### WHAT IS BEING ASKED
Write only the number of lines in the entries that hold the string "types".

● ● ● ● ●

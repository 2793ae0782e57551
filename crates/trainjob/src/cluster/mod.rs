//! Kubernetes API access for submitted training jobs.
//!
//! Training jobs are Kubeflow `PyTorchJob` custom resources. They are read
//! through [`DynamicObject`] so no CRD types need to be generated.

pub mod client;
pub mod model;

use anyhow::Result;
use async_trait::async_trait;
use k8s_openapi::api::core::v1::Pod;
use kube::api::DynamicObject;
use kube::discovery::ApiResource;

pub use client::KubeClusterClient;
pub use model::{JobActionResult, JobDetails, JobList, JobSummary, PodList, PodSummary};

/// Label the training operator puts on every pod of a job.
pub const JOB_NAME_LABEL: &str = "training.kubeflow.org/job-name";

/// Kubeflow `PyTorchJob` API resource definition.
#[must_use]
pub fn pytorchjob_api_resource() -> ApiResource {
    ApiResource {
        group: "kubeflow.org".to_string(),
        version: "v1".to_string(),
        api_version: "kubeflow.org/v1".to_string(),
        kind: "PyTorchJob".to_string(),
        plural: "pytorchjobs".to_string(),
    }
}

/// Label selector matching the pods of `job_name`.
#[must_use]
pub fn job_pod_selector(job_name: &str) -> String {
    format!("{JOB_NAME_LABEL}={job_name}")
}

/// Operations the read and lifecycle commands need from the cluster.
#[async_trait]
pub trait ClusterClient: Send + Sync {
    /// List training jobs in `namespace`, or across all namespaces when `None`.
    async fn list_training_jobs(
        &self,
        namespace: Option<&str>,
        selector: Option<&str>,
    ) -> Result<Vec<DynamicObject>>;

    async fn get_training_job(&self, name: &str, namespace: &str) -> Result<DynamicObject>;

    async fn delete_training_job(&self, name: &str, namespace: &str) -> Result<()>;

    /// Set `spec.runPolicy.suspend` on a training job.
    async fn set_suspended(&self, name: &str, namespace: &str, suspend: bool) -> Result<()>;

    async fn list_pods_for_job(&self, job_name: &str, namespace: &str) -> Result<Vec<Pod>>;

    async fn pod_logs(&self, pod: &str, namespace: &str) -> Result<String>;
}

#[cfg(test)]
mod tests {
    use super::*;

    #[test]
    fn test_pytorchjob_api_resource() {
        let resource = pytorchjob_api_resource();
        assert_eq!(resource.api_version, "kubeflow.org/v1");
        assert_eq!(resource.plural, "pytorchjobs");
    }

    #[test]
    fn test_job_pod_selector() {
        assert_eq!(
            job_pod_selector("test-job"),
            "training.kubeflow.org/job-name=test-job"
        );
    }
}
//! Supported compute instance types.

use serde::{Serialize, Serializer};

use crate::error::ValidationError;

/// Hardware family of an instance type.
#[derive(Debug, Clone, Copy, PartialEq, Eq)]
pub enum InstanceFamily {
    /// CPU-only instances.
    Cpu,
    /// NVIDIA GPU instances.
    Gpu,
    /// AWS Trainium instances.
    Trainium,
}

impl std::fmt::Display for InstanceFamily {
    fn fmt(&self, f: &mut std::fmt::Formatter<'_>) -> std::fmt::Result {
        match self {
            Self::Cpu => write!(f, "cpu"),
            Self::Gpu => write!(f, "gpu"),
            Self::Trainium => write!(f, "trainium"),
        }
    }
}

// (name, family, accelerator devices per node)
const SUPPORTED: &[(&str, InstanceFamily, u32)] = &[
    ("ml.c5.large", InstanceFamily::Cpu, 0),
    ("ml.c5.xlarge", InstanceFamily::Cpu, 0),
    ("ml.c5.2xlarge", InstanceFamily::Cpu, 0),
    ("ml.c5.4xlarge", InstanceFamily::Cpu, 0),
    ("ml.c5.9xlarge", InstanceFamily::Cpu, 0),
    ("ml.c5.12xlarge", InstanceFamily::Cpu, 0),
    ("ml.c5.18xlarge", InstanceFamily::Cpu, 0),
    ("ml.c5.24xlarge", InstanceFamily::Cpu, 0),
    ("ml.c5n.large", InstanceFamily::Cpu, 0),
    ("ml.c5n.2xlarge", InstanceFamily::Cpu, 0),
    ("ml.c5n.4xlarge", InstanceFamily::Cpu, 0),
    ("ml.c5n.9xlarge", InstanceFamily::Cpu, 0),
    ("ml.c5n.18xlarge", InstanceFamily::Cpu, 0),
    ("ml.m5.large", InstanceFamily::Cpu, 0),
    ("ml.m5.xlarge", InstanceFamily::Cpu, 0),
    ("ml.m5.2xlarge", InstanceFamily::Cpu, 0),
    ("ml.m5.4xlarge", InstanceFamily::Cpu, 0),
    ("ml.m5.8xlarge", InstanceFamily::Cpu, 0),
    ("ml.m5.12xlarge", InstanceFamily::Cpu, 0),
    ("ml.m5.16xlarge", InstanceFamily::Cpu, 0),
    ("ml.m5.24xlarge", InstanceFamily::Cpu, 0),
    ("ml.t3.medium", InstanceFamily::Cpu, 0),
    ("ml.t3.large", InstanceFamily::Cpu, 0),
    ("ml.t3.xlarge", InstanceFamily::Cpu, 0),
    ("ml.t3.2xlarge", InstanceFamily::Cpu, 0),
    ("ml.g5.xlarge", InstanceFamily::Gpu, 1),
    ("ml.g5.2xlarge", InstanceFamily::Gpu, 1),
    ("ml.g5.4xlarge", InstanceFamily::Gpu, 1),
    ("ml.g5.8xlarge", InstanceFamily::Gpu, 1),
    ("ml.g5.12xlarge", InstanceFamily::Gpu, 4),
    ("ml.g5.16xlarge", InstanceFamily::Gpu, 1),
    ("ml.g5.24xlarge", InstanceFamily::Gpu, 4),
    ("ml.g5.48xlarge", InstanceFamily::Gpu, 8),
    ("ml.g6.xlarge", InstanceFamily::Gpu, 1),
    ("ml.g6.2xlarge", InstanceFamily::Gpu, 1),
    ("ml.g6.4xlarge", InstanceFamily::Gpu, 1),
    ("ml.g6.8xlarge", InstanceFamily::Gpu, 1),
    ("ml.g6.12xlarge", InstanceFamily::Gpu, 4),
    ("ml.g6.16xlarge", InstanceFamily::Gpu, 1),
    ("ml.g6.24xlarge", InstanceFamily::Gpu, 4),
    ("ml.g6.48xlarge", InstanceFamily::Gpu, 8),
    ("ml.p4d.24xlarge", InstanceFamily::Gpu, 8),
    ("ml.p4de.24xlarge", InstanceFamily::Gpu, 8),
    ("ml.p5.48xlarge", InstanceFamily::Gpu, 8),
    ("ml.p5e.48xlarge", InstanceFamily::Gpu, 8),
    ("ml.trn1.2xlarge", InstanceFamily::Trainium, 1),
    ("ml.trn1.32xlarge", InstanceFamily::Trainium, 16),
    ("ml.trn1n.32xlarge", InstanceFamily::Trainium, 16),
];

/// A validated instance type from the supported set.
#[derive(Debug, Clone, Copy, PartialEq, Eq)]
pub struct InstanceType {
    name: &'static str,
    family: InstanceFamily,
    accelerators: u32,
}

impl InstanceType {
    /// Instance type name, e.g. `ml.g5.12xlarge`.
    #[must_use]
    pub fn name(&self) -> &'static str {
        self.name
    }

    /// Hardware family.
    #[must_use]
    pub fn family(&self) -> InstanceFamily {
        self.family
    }

    /// Accelerator devices per node; zero for CPU instances.
    #[must_use]
    pub fn accelerators(&self) -> u32 {
        self.accelerators
    }

    /// Worker processes to launch per node when the user gives no explicit count.
    #[must_use]
    pub fn default_tasks_per_node(&self) -> u32 {
        self.accelerators.max(1)
    }

    /// All supported instance type names.
    pub fn supported() -> impl Iterator<Item = &'static str> {
        SUPPORTED.iter().map(|(name, _, _)| *name)
    }
}

impl std::fmt::Display for InstanceType {
    fn fmt(&self, f: &mut std::fmt::Formatter<'_>) -> std::fmt::Result {
        f.write_str(self.name)
    }
}

impl std::str::FromStr for InstanceType {
    type Err = ValidationError;

    fn from_str(s: &str) -> Result<Self, Self::Err> {
        SUPPORTED
            .iter()
            .find(|(name, _, _)| *name == s)
            .map(|&(name, family, accelerators)| Self {
                name,
                family,
                accelerators,
            })
            .ok_or_else(|| ValidationError::UnsupportedInstanceType(s.to_string()))
    }
}

impl Serialize for InstanceType {
    fn serialize<S: Serializer>(&self, serializer: S) -> Result<S::Ok, S::Error> {
        serializer.serialize_str(self.name)
    }
}

#[cfg(test)]
mod tests {
    use super::*;

    #[test]
    fn test_parse_cpu_instance() {
        let instance: InstanceType = "ml.c5.xlarge".parse().unwrap();
        assert_eq!(instance.family(), InstanceFamily::Cpu);
        assert_eq!(instance.default_tasks_per_node(), 1);
    }

    #[test]
    fn test_parse_gpu_instance() {
        let instance: InstanceType = "ml.p5.48xlarge".parse().unwrap();
        assert_eq!(instance.family(), InstanceFamily::Gpu);
        assert_eq!(instance.accelerators(), 8);
        assert_eq!(instance.default_tasks_per_node(), 8);
    }

    #[test]
    fn test_unsupported_instance() {
        let err = "invalid-type".parse::<InstanceType>().unwrap_err();
        assert_eq!(
            err,
            ValidationError::UnsupportedInstanceType("invalid-type".into())
        );
        assert!("ML.C5.XLARGE".parse::<InstanceType>().is_err());
    }

    #[test]
    fn test_supported_names_unique() {
        let mut names: Vec<_> = InstanceType::supported().collect();
        let total = names.len();
        names.sort_unstable();
        names.dedup();
        assert_eq!(names.len(), total);
    }
}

● ● ● ● ●

### EXERCISE ANSWER
2